Nursing Interventions in Enhanced Recovery After Surgery for Adolescent Idiopathic Scoliosis: Improving Satisfaction and Patient Care
DOI:
https://doi.org/10.48047/4qkp4x94Keywords:
Adolescent idiopathic scoliosis (AIS), Enhanced Recovery After Surgery (ERAS), nursing interventions, patient satisfaction, perioperative careAbstract
Background: Posterior spinal fusion for adolescent idiopathic scoliosis (AIS) is associated with substantial postoperative pain, functional limitations, and variable recovery trajectories. Enhanced Recovery After Surgery (ERAS) protocols are multidisciplinary, evidence-based pathways designed to attenuate surgical stress, accelerate convalescence, and improve patient experience. Nurses are central to ERAS implementation across the perioperative continuum. Objective: To synthesize current evidence on nursing interventions within ERAS pathways for AIS and evaluate their impact on clinical outcomes and patient satisfaction.
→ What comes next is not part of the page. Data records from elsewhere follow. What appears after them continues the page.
//! Configuration loading and parsing

use anyhow::{bail, Context, Result};
use pbp_decoder::DecoderConfig;
use serde::{Deserialize, Serialize};
use std::fs;
use std::path::{Path, PathBuf};

/// Main application configuration (loaded from config.toml)
#[derive(Debug, Clone, Deserialize, Serialize)]
pub struct AppConfig {
    pub input: InputConfig,
    #[serde(default)]
    pub decoder: DecoderConfig,
    #[serde(default)]
    pub output: OutputConfig,
}

#[derive(Debug, Clone, Deserialize, Serialize)]
pub struct InputConfig {
    /// Directory holding `<id>.json` game documents
    pub games_dir: PathBuf,
    /// Contest identifiers to decode
    pub games: Vec<String>,
}

#[derive(Debug, Clone, Deserialize, Serialize)]
pub struct OutputConfig {
    #[serde(default)]
    pub format: OutputFormat,
    /// Directory for per-contest exports (stdout when absent)
    pub output_dir: Option<PathBuf>,
    /// Fail the run if any roster desync was recorded
    #[serde(default)]
    pub strict: bool,
}

impl Default for OutputConfig {
    fn default() -> Self {
        Self {
            format: OutputFormat::Csv,
            output_dir: None,
            strict: false,
        }
    }
}

#[derive(Debug, Clone, Copy, Default, PartialEq, Eq, Deserialize, Serialize, clap::ValueEnum)]
#[serde(rename_all = "lowercase")]
pub enum OutputFormat {
    #[default]
    Csv,
    Json,
}

impl OutputFormat {
    /// File extension for exports in this format
    pub fn extension(&self) -> &'static str {
        match self {
            OutputFormat::Csv => "csv",
            OutputFormat::Json => "json",
        }
    }
}

/// Load configuration from a TOML file
pub fn load_config(path: &Path) -> Result<AppConfig> {
    let content = fs::read_to_string(path)
        .with_context(|| format!("Failed to read config file: {:?}", path))?;

    let config: AppConfig = toml::from_str(&content)
        .with_context(|| format!("Failed to parse config file: {:?}", path))?;

    validate(&config)?;
    Ok(config)
}

fn validate(config: &AppConfig) -> Result<()> {
    if config.input.games.is_empty() {
        bail!("No games listed under [input]");
    }
    if !config.input.games_dir.is_dir() {
        bail!("Games directory does not exist: {:?}", config.input.games_dir);
    }
    Ok(())
}

#[cfg(test)]
mod tests {
    use super::*;

    #[test]
    fn test_config_deserialization() {
        let toml_content = r#"
            [input]
            games_dir = "games"
            games = ["0021500001", "0021500002"]

            [decoder]
            checkpoint_categories = [18]

            [output]
            format = "json"
            strict = true
        "#;

        let config: AppConfig = toml::from_str(toml_content).unwrap();
        assert_eq!(config.input.games.len(), 2);
        assert!(config.decoder.is_checkpoint_category(18));
        assert_eq!(config.output.format, OutputFormat::Json);
        assert!(config.output.strict);
    }

    #[test]
    fn test_config_defaults() {
        let toml_content = r#"
            [input]
            games_dir = "games"
            games = ["g1"]
        "#;

        let config: AppConfig = toml::from_str(toml_content).unwrap();
        assert_eq!(config.decoder, DecoderConfig::default());
        assert_eq!(config.output.format, OutputFormat::Csv);
        assert!(config.output.output_dir.is_none());
    }

    #[test]
    fn test_load_config_validates_games_dir() {
        let dir = tempfile::tempdir().unwrap();
        let path = dir.path().join("config.toml");
        fs::write(&path, "[input]\ngames_dir = \"/does/not/exist\"\ngames = [\"g1\"]\n").unwrap();
        assert!(load_config(&path).is_err());

        let games = dir.path().to_string_lossy().replace('\\', "/");
        let content = format!("[input]\ngames_dir = \"{}\"\ngames = [\"g1\"]\n", games);
        fs::write(&path, content).unwrap();
        assert!(load_config(&path).is_ok());
    }
}
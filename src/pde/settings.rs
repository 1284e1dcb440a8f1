use serde::{Deserialize, Serialize};

use crate::core::{PdeError, PdeResult};
use crate::pde::boundary::BoundaryCondition1D;
use crate::pde::discretizer::FiniteDiffDiscretizer1D;
use crate::pde::sampler::PdeCoeffSampler1D;
use crate::pde::theta_scheme::ThetaScheme1D;

/// Serializable description of a theta scheme over a finite-difference discretizer.
#[derive(Debug, Clone, Copy, PartialEq, Serialize, Deserialize)]
#[serde(default)]
pub struct ThetaSchemeSettings {
    /// Implicitness weight, `0` explicit, `1` implicit.
    pub theta: f64,
    /// Condition folded into the first row, if any.
    pub inf_boundary: Option<BoundaryCondition1D>,
    /// Condition folded into the last row, if any.
    pub sup_boundary: Option<BoundaryCondition1D>,
}

impl Default for ThetaSchemeSettings {
    fn default() -> Self {
        Self {
            theta: 0.5,
            inf_boundary: None,
            sup_boundary: None,
        }
    }
}

impl ThetaSchemeSettings {
    pub fn new(theta: f64) -> Self {
        Self {
            theta,
            ..Self::default()
        }
    }

    pub fn with_inf_boundary(mut self, condition: BoundaryCondition1D) -> Self {
        self.inf_boundary = Some(condition);
        self
    }

    pub fn with_sup_boundary(mut self, condition: BoundaryCondition1D) -> Self {
        self.sup_boundary = Some(condition);
        self
    }

    pub fn validate(&self) -> PdeResult<()> {
        if !self.theta.is_finite() || !(0.0..=1.0).contains(&self.theta) {
            return Err(PdeError::InvalidArgument(format!(
                "theta must lie in [0, 1], got {}",
                self.theta
            )));
        }
        Ok(())
    }

    /// Wraps `sampler` in a discretizer carrying these boundary conditions and returns the
    /// scheme stepping it.
    pub fn build<S: PdeCoeffSampler1D>(
        &self,
        sampler: S,
    ) -> PdeResult<ThetaScheme1D<FiniteDiffDiscretizer1D<S>>> {
        self.validate()?;
        let mut discretizer = FiniteDiffDiscretizer1D::new(sampler);
        if let Some(bc) = self.inf_boundary {
            discretizer = discretizer.with_inf_boundary(bc);
        }
        if let Some(bc) = self.sup_boundary {
            discretizer = discretizer.with_sup_boundary(bc);
        }
        ThetaScheme1D::new(discretizer, self.theta)
    }
}
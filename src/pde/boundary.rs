use serde::{Deserialize, Serialize};

use crate::pde::operator::TridiagOperator1D;

/// Continuous boundary behaviour folded into the first or last operator row through a
/// ghost node.
#[derive(Debug, Clone, Copy, PartialEq, Eq, Serialize, Deserialize)]
#[serde(rename_all = "snake_case")]
pub enum BoundaryCondition1D {
    /// `d²V/dx² = 0`: linear extrapolation, `V[-1] = 2 V[0] - V[1]`.
    NoConvexity,
    /// `d²V/dx² = dV/dx`: exponential growth or decay toward the boundary.
    Exponential,
}

impl BoundaryCondition1D {
    /// Folds the condition into row 0 of `op` for a grid step `dx`.
    pub fn set_inf(self, op: &mut TridiagOperator1D, dx: f64) {
        match self {
            Self::NoConvexity => op.set_inf_boundary_condition(2.0, -1.0, 0.0),
            Self::Exponential => {
                op.set_inf_boundary_condition((2.0 + dx) / (1.0 + dx), -1.0 / (1.0 + dx), 0.0)
            }
        }
    }

    /// Folds the condition into the last row of `op` for a grid step `dx`.
    pub fn set_sup(self, op: &mut TridiagOperator1D, dx: f64) {
        match self {
            Self::NoConvexity => op.set_sup_boundary_condition(2.0, -1.0, 0.0),
            Self::Exponential => {
                op.set_sup_boundary_condition((dx - 2.0) / (dx - 1.0), 1.0 / (dx - 1.0), 0.0)
            }
        }
    }
}
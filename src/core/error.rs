use thiserror::Error;

/// Errors surfaced by the grid, operator and stepping APIs.
///
/// Every failure is reported to the caller immediately. When an operation fails part-way
/// through an in-place update, the mutated slice or operator must be treated as invalidated.
#[derive(Debug, Clone, PartialEq, Eq, Error)]
pub enum PdeError {
    /// Construction or call argument outside its documented domain.
    #[error("invalid argument: {0}")]
    InvalidArgument(String),
    /// Two sequences expected to share a length disagree.
    #[error("size mismatch: expected length {expected}, got {actual}")]
    SizeMismatch { expected: usize, actual: usize },
    /// Operation that is numerically undefined for the current operator state.
    #[error("invalid operation: {0}")]
    InvalidOperation(String),
    /// Operation that exists in the API but has no implementation yet.
    #[error("not supported: {0}")]
    NotSupported(String),
}

/// Convenience alias used across the crate.
pub type PdeResult<T> = Result<T, PdeError>;

impl PdeError {
    #[inline]
    pub(crate) fn size_mismatch(expected: usize, actual: usize) -> Self {
        Self::SizeMismatch { expected, actual }
    }
}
Methods: Targeted literature review of systematic reviews and peer-reviewed studies on ERAS for AIS and nursing roles in ERAS across spine surgery, supplemented by pediatric spine patient-reported satisfaction studies. Sources prioritized meta-analyses, cohort studies, and clinical guidance (2018–2024). Findings: ERAS protocols for AIS consistently reduce hospital length of stay and opioid consumption without increasing complications or readmissions, highlighting the value of coordinated, multidisciplinary care with strong nursing leadership. Nursing-led components, preoperative counseling and expectation management, standardized multimodal analgesia delivery and monitoring, early mobilization facilitation, proactive prevention and treatment of postoperative nausea and vomiting (PONV), early oral intake and nutrition optimization, catheter/drain stewardship, and psychosocial support, are strongly associated with smoother recovery trajectories and high patient satisfaction. Prospective AIS data show very high satisfaction with enhanced discharge/ERAS-style pathways despite shorter stays, with perceived readiness and effective pain control as key drivers. Conclusions: Nursing interventions are foundational to ERAS success in AIS. Standardizing nurse-led elements and measuring adherence can further improve outcomes and experience.